How to access data on a remote server?

Patrick Wright

unread,

Oct 9, 2009, 9:30:44 AM10/9/09

to swarm-...@googlegroups.com

Hi

One question that's been bugging me the last couple of days vis-a-vis
swarm is: when I've sent my serialized continuation from server A to
server B, how is the restarted continuation to access data on server
B? It's not like a class which gets deserialized and into which we can
inject some state when it arrives on server B. If the point is for the
continuation to move to where the data is, we have to have some way of
locating the data and working with it...

I'm probably missing something here.

Thanks
Patrick

Ian Clarke

unread,

Oct 9, 2009, 11:39:13 AM10/9/09

to swarm-...@googlegroups.com

Hi Patrick,

Swarm uses the "Ref" class see [1] to refer to data which may reside
on a remote computer. Within Ref, this data is indexed by a long
integer uid.

If you try to retrieve the data from a Ref class (see Ref.apply()),
and the data is on a remote computer, then the continuation will be
moved automatically such that the data is now local, and it can be
retrieved via the integer uid from the Store [2].

I hope that answers your question,

Ian.

[1] http://github.com/sanity/Swarm/blob/master/src/swarm/Ref.scala
[2] http://github.com/sanity/Swarm/blob/master/src/swarm/Store.scala

--
Ian Clarke
CEO, Uprizer Labs
Email: i...@uprizer.com
Ph: +1 512 422 3588
Fax: +1 512 276 6674

Patrick Wright

unread,

Oct 11, 2009, 4:07:45 PM10/11/09

to swarm-...@googlegroups.com

Hi Ian

> Swarm uses the "Ref" class see [1] to refer to data which may reside
> on a remote computer. Within Ref, this data is indexed by a long
> integer uid.
>
> If you try to retrieve the data from a Ref class (see Ref.apply()),
> and the data is on a remote computer, then the continuation will be
> moved automatically such that the data is now local, and it can be
> retrieved via the integer uid from the Store [2].
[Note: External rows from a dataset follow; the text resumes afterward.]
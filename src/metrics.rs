//! Prometheus metrics

use axum::{body::Body, http::Request, response::Response};
use lazy_static::lazy_static;
use prometheus::{
    self, Encoder, Histogram, HistogramOpts, HistogramVec, IntCounter, IntCounterVec, Opts,
    Registry,
};
use std::sync::Once;
use tracing::Span;

lazy_static! {
    // Registry for holding metric state
    pub static ref REGISTRY: Registry = Registry::new();
    // Simple request counter
    pub static ref INCOMING_REQUESTS: IntCounterVec = IntCounterVec::new(
        Opts::new("incoming_requests", "The number of HTTP requests received"),
        &["http_method"]
    ).unwrap();
    // Request counter by status code
    pub static ref RESPONSE_CODE_COLLECTOR: IntCounterVec = IntCounterVec::new(
        Opts::new("outgoing_response", "The number of responses sent."),
        &["status_code"]
    ).unwrap();
    // Request histogram by response time
    pub static ref RESPONSE_TIME_COLLECTOR: HistogramVec = HistogramVec::new(
        HistogramOpts{
            common_opts: Opts::new("response_time", "The time taken to respond to each request"),
            buckets: prometheus::DEFAULT_BUCKETS.to_vec(),
        },
        &[],
    ).unwrap();
    // Size of JSON bodies returned by the data endpoints
    pub static ref PAYLOAD_SIZE: Histogram = Histogram::with_opts(
        HistogramOpts::new("payload_size_bytes", "Size of successful data responses in bytes")
            .buckets(prometheus::exponential_buckets(1024.0, 4.0, 10).unwrap()),
    ).unwrap();
    // Time series requests by resample width
    pub static ref RESAMPLE_REQUESTS: IntCounterVec = IntCounterVec::new(
        Opts::new("resample_requests", "The number of time series requests by resample width in hours"),
        &["hours"]
    ).unwrap();
    // Response cache lookups
    pub static ref CACHE_HITS: IntCounter = IntCounter::new(
        "response_cache_hits", "The number of responses served from the cache"
    ).unwrap();
    pub static ref CACHE_MISSES: IntCounter = IntCounter::new(
        "response_cache_misses", "The number of cache lookups that found no response"
    ).unwrap();
}

static REGISTER: Once = Once::new();

/// Register every metric with [REGISTRY]. Further calls do nothing.
pub fn register_metrics() {
    REGISTER.call_once(|| {
        REGISTRY
            .register(Box::new(INCOMING_REQUESTS.clone()))
            .unwrap();
        REGISTRY
            .register(Box::new(RESPONSE_CODE_COLLECTOR.clone()))
            .unwrap();
        REGISTRY
            .register(Box::new(RESPONSE_TIME_COLLECTOR.clone()))
            .unwrap();
        REGISTRY.register(Box::new(PAYLOAD_SIZE.clone())).unwrap();
        REGISTRY
            .register(Box::new(RESAMPLE_REQUESTS.clone()))
            .unwrap();
        REGISTRY.register(Box::new(CACHE_HITS.clone())).unwrap();
        REGISTRY.register(Box::new(CACHE_MISSES.clone())).unwrap();
    });
}

/// Render every registered metric in the Prometheus text format.
pub async fn metrics_handler() -> String {
    let encoder = prometheus::TextEncoder::new();
    let mut buffer = Vec::new();
    if let Err(err) = encoder.encode(&REGISTRY.gather(), &mut buffer) {
        tracing::error!(error = %err, "Failed to encode metrics");
    }
    String::from_utf8_lossy(&buffer).into_owned()
}

/// Increments the prometheus counter on all incoming requests, labelled by http method
pub fn request_counter(request: &Request<Body>, _span: &Span) {
    INCOMING_REQUESTS
        .with_label_values(&[&request.method().to_string().to_ascii_uppercase()])
        .inc();
}

/// Increment the prometheus counter on all outgoing responses, labelled by status code
pub fn record_response_metrics<B>(
    response: &Response<B>,
    latency: std::time::Duration,
    _span: &Span,
) {
    RESPONSE_CODE_COLLECTOR
        .with_label_values(&[response.status().as_str()])
        .inc();

    RESPONSE_TIME_COLLECTOR
        .with_label_values(&[])
        .observe(latency.as_secs_f64());
}

/// Record the size of a data response.
pub fn record_payload_size(bytes: usize) {
    PAYLOAD_SIZE.observe(bytes as f64);
}

/// Count a time series request with its resample width.
pub fn record_resample(hours: u32) {
    RESAMPLE_REQUESTS
        .with_label_values(&[&hours.to_string()])
        .inc();
}

/// Count a response cache lookup.
pub fn record_cache_lookup(hit: bool) {
    if hit {
        CACHE_HITS.inc();
    } else {
        CACHE_MISSES.inc();
    }
}
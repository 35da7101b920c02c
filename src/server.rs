//! Web server

use crate::cli;

use std::{net::SocketAddr, path::PathBuf, process::exit, str::FromStr, time::Duration};

use axum::ServiceExt;
use axum_server::{tls_rustls::RustlsConfig, Handle};
use expanduser::expanduser;
use tokio::signal;
use tracing::{error, info, warn};

/// Serve the flowmap service
///
/// # Arguments
///
/// * `args`: Command line arguments
/// * `service`: The [crate::app::Service] to serve
pub async fn serve(args: &cli::CommandLineArgs, service: crate::app::Service) {
    let addr = match SocketAddr::from_str(&format!("{}:{}", args.host, args.port)) {
        Ok(addr) => addr,
        Err(err) => fail(&format!("invalid host name, IP address or port number: {err}")),
    };

    // Catch ctrl+c and try to shutdown gracefully
    let handle = Handle::new();
    tokio::spawn(shutdown_signal(
        handle.clone(),
        args.graceful_shutdown_timeout,
    ));

    let result = if args.https {
        let abs_cert_file = tls_file(&args.cert_file, "certificate");
        let abs_key_file = tls_file(&args.key_file, "key");
        let tls_config = match RustlsConfig::from_pem_file(abs_cert_file, abs_key_file).await {
            Ok(tls_config) => tls_config,
            Err(err) => fail(&format!("Failed to load TLS certificate files: {err}")),
        };
        info!(%addr, "Listening (HTTPS)");
        axum_server::bind_rustls(addr, tls_config)
            .handle(handle)
            .serve(service.into_make_service())
            .await
    } else {
        info!(%addr, "Listening (HTTP)");
        axum_server::bind(addr)
            .handle(handle)
            .serve(service.into_make_service())
            .await
    };
    if let Err(err) = result {
        fail(&format!("Server error: {err}"));
    }
}

/// Expand `~` in a TLS file path and check the file exists.
fn tls_file(path: &str, kind: &str) -> PathBuf {
    let expanded = match expanduser(path) {
        Ok(expanded) => expanded,
        Err(_) => fail("Failed to expand ~ to user name. Please provide an absolute path instead."),
    };
    match expanded.canonicalize() {
        Ok(path) if path.exists() => path,
        _ => fail(&format!(
            "TLS {kind} file expected at '{}' but not found.",
            expanded.display()
        )),
    }
}

fn fail(message: &str) -> ! {
    error!("{message}");
    exit(1)
}

/// Graceful shutdown handler
///
/// Installs signal handlers to catch Ctrl-C or SIGTERM and trigger a graceful shutdown.
async fn shutdown_signal(handle: Handle, timeout: u64) {
    let ctrl_c = async {
        if let Err(err) = signal::ctrl_c().await {
            warn!(error = %err, "failed to install Ctrl+C handler");
            std::future::pending::<()>().await;
        }
    };

    #[cfg(unix)]
    let terminate = async {
        match signal::unix::signal(signal::unix::SignalKind::terminate()) {
            Ok(mut terminate) => {
                terminate.recv().await;
            }
            Err(err) => {
                warn!(error = %err, "failed to install signal handler");
                std::future::pending::<()>().await;
            }
        }
    };

    #[cfg(not(unix))]
    let terminate = std::future::pending::<()>();

    tokio::select! {
        _ = ctrl_c => {},
        _ = terminate => {},
    }

    info!(timeout, "signal received, starting graceful shutdown");
    handle.graceful_shutdown(Some(Duration::from_secs(timeout)));
}
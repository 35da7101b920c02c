//! This crate provides flowmap, a streamflow map server. It pairs the river network geometry of a
//! hydrofabric GeoPackage with routed discharge time series from a NetCDF model output, and
//! serves both as JSON ready for rendering on a web map.
//!
//! The core is a set of pure functions over in-memory data:
//!
//! * [sort] computes the permutation that orders reach identifiers.
//! * [variable] picks the flow variable among the names routing models use.
//! * [axis] works out which axis of a 2-D variable runs over reaches.
//! * [resample] averages time steps into fixed-width hourly buckets.
//! * [align] produces `[time][reach]` matrices whose columns follow sorted reach identifiers.
//! * [geometry] computes the EPSG:4326 bounds and sorted identifiers of a feature layer.
//! * [assemble] combines both into one response.
//!
//! Input files are read by [geopackage] (through SQLite) and [netcdf_reader] (behind the
//! default `netcdf` cargo feature, which links the system NetCDF library). [pipeline] joins readers and
//! core, and [app] exposes it over HTTP.
//!
//! The service is built on top of a number of open source components.
//!
//! * [Tokio](tokio), the most popular asynchronous Rust runtime.
//! * [Axum](axum) web framework, built by the Tokio team.
//! * [Serde](serde) performs serialisation of JSON response data.
//! * [ndarray] provides n-dimensional arrays used in numerical computation.
//! * [rusqlite] reads GeoPackage files.

pub mod align;
pub mod app;
pub mod app_state;
pub mod assemble;
pub mod axis;
pub mod cli;
pub mod dataset;
pub mod error;
pub mod geometry;
pub mod geopackage;
pub mod metrics;
pub mod missing;
pub mod models;
pub mod netcdf_reader;
pub mod pipeline;
pub mod projection;
pub mod resample;
pub mod resource_manager;
pub mod response_cache;
pub mod server;
pub mod sort;
pub mod sources;
#[cfg(test)]
pub mod test_utils;
pub mod timestamps;
pub mod tracing;
pub mod validated_query;
pub mod variable;
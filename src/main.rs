//! This file defines the flowmap binary entry point.

use flowmap::app;
use flowmap::cli;
use flowmap::metrics;
use flowmap::server;
use flowmap::tracing;

/// Application entry point
#[tokio::main]
async fn main() {
    let args = cli::parse();
    tracing::init_tracing();
    ::tracing::debug!(?args, "Parsed command line arguments");
    metrics::register_metrics();
    app::init(&args);
    let service = app::service(&args);
    server::serve(&args, service).await;
}
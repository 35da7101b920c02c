//! Flow variable resolution.

use crate::error::FlowmapError;

/// Names under which routing models publish discharge, in order of preference.
pub const FLOW_VARIABLE_ALIASES: [&str; 4] = ["flow", "streamflow", "q", "discharge"];

/// Name of the optional velocity variable.
pub const VELOCITY_VARIABLE: &str = "velocity";

/// Name of the optional depth variable.
pub const DEPTH_VARIABLE: &str = "depth";

/// Returns the first flow alias present in `available_names`.
///
/// # Arguments
///
/// * `available_names`: Names of every variable in the dataset, coordinates included
pub fn resolve_flow_variable<'a, I>(available_names: I) -> Result<&'static str, FlowmapError>
where
    I: IntoIterator<Item = &'a str>,
{
    let available: hashbrown::HashSet<&str> = available_names.into_iter().collect();
    FLOW_VARIABLE_ALIASES
        .into_iter()
        .find(|candidate| available.contains(candidate))
        .ok_or_else(|| FlowmapError::VariableNotFound {
            candidates: FLOW_VARIABLE_ALIASES.join(", "),
        })
}

#[cfg(test)]
mod tests {
    use super::*;

    #[test]
    fn resolve_flow() {
        assert_eq!("flow", resolve_flow_variable(["time", "flow"]).unwrap());
    }

    #[test]
    fn resolve_alias() {
        assert_eq!(
            "streamflow",
            resolve_flow_variable(["streamflow", "feature_id"]).unwrap()
        );
        assert_eq!("q", resolve_flow_variable(["q"]).unwrap());
        assert_eq!("discharge", resolve_flow_variable(["discharge"]).unwrap());
    }

    #[test]
    fn resolve_prefers_earlier_alias() {
        assert_eq!(
            "streamflow",
            resolve_flow_variable(["discharge", "q", "streamflow"]).unwrap()
        );
    }

    #[test]
    fn resolve_is_case_sensitive() {
        assert!(resolve_flow_variable(["Flow"]).is_err());
    }

    #[test]
    fn resolve_not_found() {
        match resolve_flow_variable(["time", "feature_id", "temperature"]).unwrap_err() {
            FlowmapError::VariableNotFound { candidates } => {
                assert_eq!("flow, streamflow, q, discharge", candidates)
            }
            err => panic!("unexpected error {err:?}"),
        }
    }

    #[test]
    fn resolve_empty() {
        assert!(resolve_flow_variable([]).is_err());
    }
}
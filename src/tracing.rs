//! Tracing (logging)

use tracing_subscriber::{layer::SubscriberExt, util::SubscriberInitExt};

/// Default filter when `RUST_LOG` is not set.
const DEFAULT_FILTER: &str = "flowmap=debug,tower_http=debug";

/// Initialise tracing (logging)
///
/// Applies a filter based on the `RUST_LOG` environment variable, falling back to enable debug
/// logging for this crate and tower_http if not set.
pub fn init_tracing() {
    tracing_subscriber::registry()
        .with(
            tracing_subscriber::EnvFilter::try_from_default_env()
                .unwrap_or_else(|_| DEFAULT_FILTER.into()),
        )
        .with(tracing_subscriber::fmt::layer())
        .init();
}
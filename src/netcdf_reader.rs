//! Routing output reader.
//!
//! Loads a NetCDF file into a [TimeSeriesDataset]: dimensions, the decoded time coordinate, reach
//! identifiers and every numeric variable laid over the time or reach dimension. Reading needs
//! the `netcdf` cargo feature, which links the system NetCDF library.

use crate::dataset::TimeSeriesDataset;
use crate::error::FlowmapError;

use std::path::Path;

/// Load the dataset stored at `path`.
///
/// # Arguments
///
/// * `path`: NetCDF file
/// * `time_dimension`: Name of the time dimension and coordinate
/// * `reach_dimension`: Name of the reach dimension and identifier coordinate
#[cfg(feature = "netcdf")]
#[tracing::instrument(skip(path), fields(path = %path.display()))]
pub fn read_dataset(
    path: &Path,
    time_dimension: &str,
    reach_dimension: &str,
) -> Result<TimeSeriesDataset, FlowmapError> {
    use crate::missing::Encoding;
    use crate::timestamps::TimeUnits;

    use ndarray::{ArrayD, IxDyn};
    use tracing::debug;

    if !path.is_file() {
        return Err(FlowmapError::FileNotFound {
            path: path.display().to_string(),
        });
    }
    let file = netcdf::open(path)?;
    let mut dataset = TimeSeriesDataset::new();
    for dimension in file.dimensions() {
        dataset.add_dimension(&dimension.name(), dimension.len())?;
    }

    if let Some(variable) = file.variable(time_dimension) {
        let units = string_attribute(&variable, "units").ok_or_else(|| {
            FlowmapError::InvalidTimeUnits {
                units: String::new(),
            }
        })?;
        let units: TimeUnits = units.parse()?;
        let raw: Vec<f64> = variable.get_values(..)?;
        dataset.add_time_coordinate(time_dimension, units.decode_all(&raw)?)?;
    }
    if let Some(variable) = file.variable(reach_dimension) {
        let ids: Vec<i64> = variable.get_values(..)?;
        dataset.add_id_coordinate(reach_dimension, ids)?;
    }

    for variable in file.variables() {
        let name = variable.name();
        if name == time_dimension || name == reach_dimension {
            continue;
        }
        let dimensions: Vec<String> = variable
            .dimensions()
            .iter()
            .map(|dimension| dimension.name())
            .collect();
        if !dimensions
            .iter()
            .any(|dimension| dimension == time_dimension || dimension == reach_dimension)
        {
            continue;
        }
        let mut values: Vec<f64> = match variable.get_values(..) {
            Ok(values) => values,
            Err(err) => {
                debug!(variable = %name, error = %err, "Skipping non-numeric variable");
                continue;
            }
        };
        encoding(&variable).decode_in_place(&mut values);
        let shape: Vec<usize> = variable
            .dimensions()
            .iter()
            .map(|dimension| dimension.len())
            .collect();
        let data = ArrayD::from_shape_vec(IxDyn(&shape), values)?;
        dataset.add_variable(&name, dimensions, data)?;
    }
    debug!(
        variables = dataset.variables().count(),
        "Read time series dataset"
    );
    Ok(dataset)
}

/// Load the dataset stored at `path`.
///
/// This build has no NetCDF support and always fails.
#[cfg(not(feature = "netcdf"))]
pub fn read_dataset(
    path: &Path,
    _time_dimension: &str,
    _reach_dimension: &str,
) -> Result<TimeSeriesDataset, FlowmapError> {
    if !path.is_file() {
        return Err(FlowmapError::FileNotFound {
            path: path.display().to_string(),
        });
    }
    Err(FlowmapError::NetCDFSupportDisabled)
}

#[cfg(feature = "netcdf")]
fn encoding(variable: &netcdf::Variable) -> crate::missing::Encoding {
    let scalar = |name: &str| numeric_attribute(variable, name).and_then(|v| v.first().copied());
    crate::missing::Encoding::from_attributes(
        &numeric_attribute(variable, "_FillValue").unwrap_or_default(),
        &numeric_attribute(variable, "missing_value").unwrap_or_default(),
        scalar("valid_min"),
        scalar("valid_max"),
        &numeric_attribute(variable, "valid_range").unwrap_or_default(),
        scalar("scale_factor"),
        scalar("add_offset"),
    )
}

#[cfg(feature = "netcdf")]
fn numeric_attribute(variable: &netcdf::Variable, name: &str) -> Option<Vec<f64>> {
    use netcdf::AttributeValue;

    fn widen<T: Copy + Into<f64>>(values: &[T]) -> Vec<f64> {
        values.iter().map(|value| (*value).into()).collect()
    }

    let value = variable.attribute_value(name)?.ok()?;
    Some(match value {
        AttributeValue::Double(value) => vec![value],
        AttributeValue::Doubles(values) => values,
        AttributeValue::Float(value) => vec![value.into()],
        AttributeValue::Floats(values) => widen(&values),
        AttributeValue::Schar(value) => vec![value.into()],
        AttributeValue::Schars(values) => widen(&values),
        AttributeValue::Uchar(value) => vec![value.into()],
        AttributeValue::Uchars(values) => widen(&values),
        AttributeValue::Short(value) => vec![value.into()],
        AttributeValue::Shorts(values) => widen(&values),
        AttributeValue::Ushort(value) => vec![value.into()],
        AttributeValue::Ushorts(values) => widen(&values),
        AttributeValue::Int(value) => vec![value.into()],
        AttributeValue::Ints(values) => widen(&values),
        AttributeValue::Uint(value) => vec![value.into()],
        AttributeValue::Uints(values) => widen(&values),
        AttributeValue::Longlong(value) => vec![value as f64],
        AttributeValue::Longlongs(values) => values.iter().map(|value| *value as f64).collect(),
        AttributeValue::Ulonglong(value) => vec![value as f64],
        AttributeValue::Ulonglongs(values) => values.iter().map(|value| *value as f64).collect(),
        _ => return None,
    })
}

#[cfg(feature = "netcdf")]
fn string_attribute(variable: &netcdf::Variable, name: &str) -> Option<String> {
    match variable.attribute_value(name)?.ok()? {
        netcdf::AttributeValue::Str(value) => Some(value),
        _ => None,
    }
}
//! Physical axis order of stored 2-D arrays.
//!
//! Routing output does not fix the storage order of its arrays: the same file may hold
//! `flow(feature_id, time)` next to `velocity(time, feature_id)`. The order is therefore
//! inspected per array and carried as a [ReachAxis] tag from inspection through to the
//! permutation and transpose steps.

use crate::error::FlowmapError;

use ndarray::Axis;
use strum_macros::Display;

/// Which physical axis of a 2-D array is indexed by reach.
#[derive(Clone, Copy, Debug, Display, PartialEq, Eq)]
pub enum ReachAxis {
    /// Stored as `[reach][time]`
    First,
    /// Stored as `[time][reach]`
    Second,
}

impl ReachAxis {
    /// Physical axis holding reaches.
    pub fn reach_axis(self) -> Axis {
        match self {
            Self::First => Axis(0),
            Self::Second => Axis(1),
        }
    }

    /// Physical axis holding time steps.
    pub fn time_axis(self) -> Axis {
        match self {
            Self::First => Axis(1),
            Self::Second => Axis(0),
        }
    }
}

/// Determine which physical axis of an array is the reach axis.
///
/// # Arguments
///
/// * `variable`: Name of the array, for error reporting
/// * `dimensions`: Dimension names in storage order
/// * `reach_dimension`: Name of the reach identifier dimension
/// * `time_dimension`: Name of the time dimension
pub fn which_axis_is_reach<S: AsRef<str>>(
    variable: &str,
    dimensions: &[S],
    reach_dimension: &str,
    time_dimension: &str,
) -> Result<ReachAxis, FlowmapError> {
    let names: Vec<&str> = dimensions.iter().map(AsRef::as_ref).collect();
    match names.as_slice() {
        [first, second] if *first == reach_dimension && *second == time_dimension => {
            Ok(ReachAxis::First)
        }
        [first, second] if *first == time_dimension && *second == reach_dimension => {
            Ok(ReachAxis::Second)
        }
        _ => Err(FlowmapError::AmbiguousAxes {
            variable: variable.to_string(),
            dimensions: names.iter().map(|name| name.to_string()).collect(),
        }),
    }
}

/// Returns the position of the time dimension in an array of any rank, if it has one.
pub fn time_axis_position<S: AsRef<str>>(dimensions: &[S], time_dimension: &str) -> Option<Axis> {
    dimensions
        .iter()
        .position(|name| name.as_ref() == time_dimension)
        .map(Axis)
}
Your Scala-foo is more advanced than mine. What I'm missing in Ref is
"...and the data is on a remote computer". What I see in the sources
is that apply() , without a location, uses Swarm.myLocation, which is
the local server, correct? Where do we maintain the reference from a
Ref id to a node?

I can wait until you've written a demo for it, though, that may clear it up.

Thanks
Patrick

Ian Clarke

unread,

Oct 11, 2009, 5:26:46 PM10/11/09

to swarm-...@googlegroups.com

On Sun, Oct 11, 2009 at 3:07 PM, Patrick Wright <pdou...@gmail.com> wrote:

> Swarm uses the "Ref" class see [1] to refer to data which may reside
> on a remote computer. Within Ref, this data is indexed by a long
> integer uid.
>
> If you try to retrieve the data from a Ref class (see Ref.apply()),
> and the data is on a remote computer, then the continuation will be
> moved automatically such that the data is now local, and it can be
> retrieved via the integer uid from the Store [2].

Your Scala-foo is more advanced than mine. What I'm missing in Ref is
"...and the data is on a remote computer". What I see in the sources
is that apply() , without a location, uses Swarm.myLocation, which is
the local server, correct?

Correct.

Where do we maintain the reference from a
Ref id to a node?

Its in the "location" field, which is declared in the class constructor (line 15 of Ref.scala):

@serializable class Ref[Type](val typeClass : Class[Type], val location : Location, val uid : Long) {

Unlike Java, where you have to declare fields explicitly, Scala allows you to declare them in the constructor per the above. So the line above creates 3 fields in Ref, typeClass, location, and uid. Saves time and typing, but I can see how it would be confusing to Scala newcomers.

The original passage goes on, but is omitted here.